# 3/30 Marginal chance



## billski (Mar 29, 2009)

There is a marginal change for accumulating snow in the north country Monday night.  All depends on the timing of the rain event and the transition to nighttime sub-freezing temps.  Marginal, for sure, but worth an eye.


----------



## whiteface valmas (Mar 29, 2009)

looks like sugarloaf will get 1-3 at the top, they always do


----------



## GrilledSteezeSandwich (Mar 30, 2009)

hopefully Mount Mansfield pulls a few inches!!!!  I'm heading up to $towe in 10 days..


----------



## billski (Mar 30, 2009)

Snowing in Lake Placid.

Wow, Pico is closed already.


----------



## danny p (Mar 30, 2009)

billski said:


> Wow, Pico is closed already.



With damn near full coverage.  I was up there Saturday and it was great....


----------



## danny p (Mar 30, 2009)

dumping on the K1 cam right now...sight for sore eyes!
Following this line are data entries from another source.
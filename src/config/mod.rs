//! Configuration module
//!
//! This module handles loading, parsing, and validating TOML configuration
//! files. Every key has a default, so running without a file is supported.
//!
//! # Example
//!
//! ```no_run
//! use sitemap_crawler::config::load_config;
//! use std::path::Path;
//!
//! let config = load_config(Path::new("sitemap.toml")).unwrap();
//! println!("Crawler will use max depth: {}", config.crawler.max_depth);
//! ```

mod parser;
mod types;
mod validation;

// Re-export types
pub use types::{
    Config, CrawlerConfig, OutputConfig, DEFAULT_MAX_CONCURRENT_CRAWLS, DEFAULT_MAX_DEPTH,
    DEFAULT_MAX_LINKS_PER_PAGE, DEFAULT_REQUEST_DELAY_MS, DEFAULT_REQUEST_TIMEOUT_MS,
};

// Re-export parser functions
pub use parser::{
    compute_config_hash, load_config, load_config_with_hash, load_or_default, parse_config,
};
pub use validation::validate;
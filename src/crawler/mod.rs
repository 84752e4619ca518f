//! Crawler module for page fetching and site traversal
//!
//! This module contains the core crawling logic, including:
//! - Device profiles and the HTTP fetcher that presents them
//! - HTML parsing and link extraction
//! - Page records and their sitemap priority
//! - The depth-bounded crawl engine

mod engine;
mod fetcher;
mod parser;
mod profile;
mod record;

pub use engine::{CrawlEngine, CrawlOptions, CrawlResult};
pub use fetcher::{build_http_client, Fetch, FetchError, HttpFetcher, MAX_BODY_BYTES};
pub use parser::extract_links;
pub use profile::DeviceProfile;
pub use record::{dedup_by_url, priority_for_depth, ChangeFrequency, PageRecord, PRIORITY_FLOOR};

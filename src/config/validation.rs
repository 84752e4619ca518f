use crate::config::types::{Config, CrawlerConfig, OutputConfig};
use crate::crawler::DeviceProfile;
use crate::ConfigError;

/// Deepest crawl the configuration accepts
const MAX_ALLOWED_DEPTH: u32 = 10;

/// Validates the entire configuration
pub fn validate(config: &Config) -> Result<(), ConfigError> {
    validate_crawler_config(&config.crawler)?;
    validate_output_config(&config.output)?;
    Ok(())
}

/// Validates crawler configuration
fn validate_crawler_config(config: &CrawlerConfig) -> Result<(), ConfigError> {
    if config.max_depth > MAX_ALLOWED_DEPTH {
        return Err(ConfigError::Validation(format!(
            "max_depth must be <= {}, got {}",
            MAX_ALLOWED_DEPTH, config.max_depth
        )));
    }

    if config.request_timeout < 100 {
        return Err(ConfigError::Validation(format!(
            "request_timeout must be >= 100ms, got {}ms",
            config.request_timeout
        )));
    }

    if config.request_delay > 60_000 {
        return Err(ConfigError::Validation(format!(
            "request_delay must be <= 60000ms, got {}ms",
            config.request_delay
        )));
    }

    if config.max_links_per_page < 1 {
        return Err(ConfigError::Validation(format!(
            "max_links_per_page must be >= 1, got {}",
            config.max_links_per_page
        )));
    }

    if config.max_concurrent_crawls < 1 || config.max_concurrent_crawls > 100 {
        return Err(ConfigError::Validation(format!(
            "max_concurrent_crawls must be between 1 and 100, got {}",
            config.max_concurrent_crawls
        )));
    }

    if config.crawl_budget == Some(0) {
        return Err(ConfigError::Validation(
            "crawl_budget must be at least 1 second when set".to_string(),
        ));
    }

    validate_device(&config.default_device)?;

    Ok(())
}

/// Validates output configuration
fn validate_output_config(config: &OutputConfig) -> Result<(), ConfigError> {
    if config.database_path.is_empty() {
        return Err(ConfigError::Validation(
            "database_path cannot be empty".to_string(),
        ));
    }

    if config.output_dir.is_empty() {
        return Err(ConfigError::Validation(
            "output_dir cannot be empty".to_string(),
        ));
    }

    Ok(())
}

/// The configured default must name a catalog entry; unknown names are only
/// tolerated on individual requests
fn validate_device(name: &str) -> Result<(), ConfigError> {
    DeviceProfile::from_name(name)
        .map(|_| ())
        .ok_or_else(|| ConfigError::UnknownDevice(name.to_string()))
}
http://www.killington.com/winter/the_mountain/k1_webcam/index.html


----------



## billski (Mar 30, 2009)

First tracks tomorrow may be interesting...


----------



## tekweezle (Mar 30, 2009)

Belleayre's website says they are getting snow!


----------



## thetrailboss (Mar 30, 2009)

Cannon is saying snow up high.


----------



## billski (Mar 31, 2009)

Resorts report, 3/31:

Bolton 6-8" WOW!
Stowe 1-3"
Jay 2"
Sugarbush 2"


----------



## tekweezle (Mar 31, 2009)

now if only it could last we;d have extra innings!


----------



## thetrailboss (Mar 31, 2009)

tekweezle said:


> now if only it could last we;d have extra innings!



FWIW *Bolton is still open.  Closing on Sunday.*


----------



## loafer89 (Mar 31, 2009)

I skied at Stratton today and they got about 3-4" at the summit and nothing at the base of Skyship. Temps maxed out at 30F this afternoon at the summit.


----------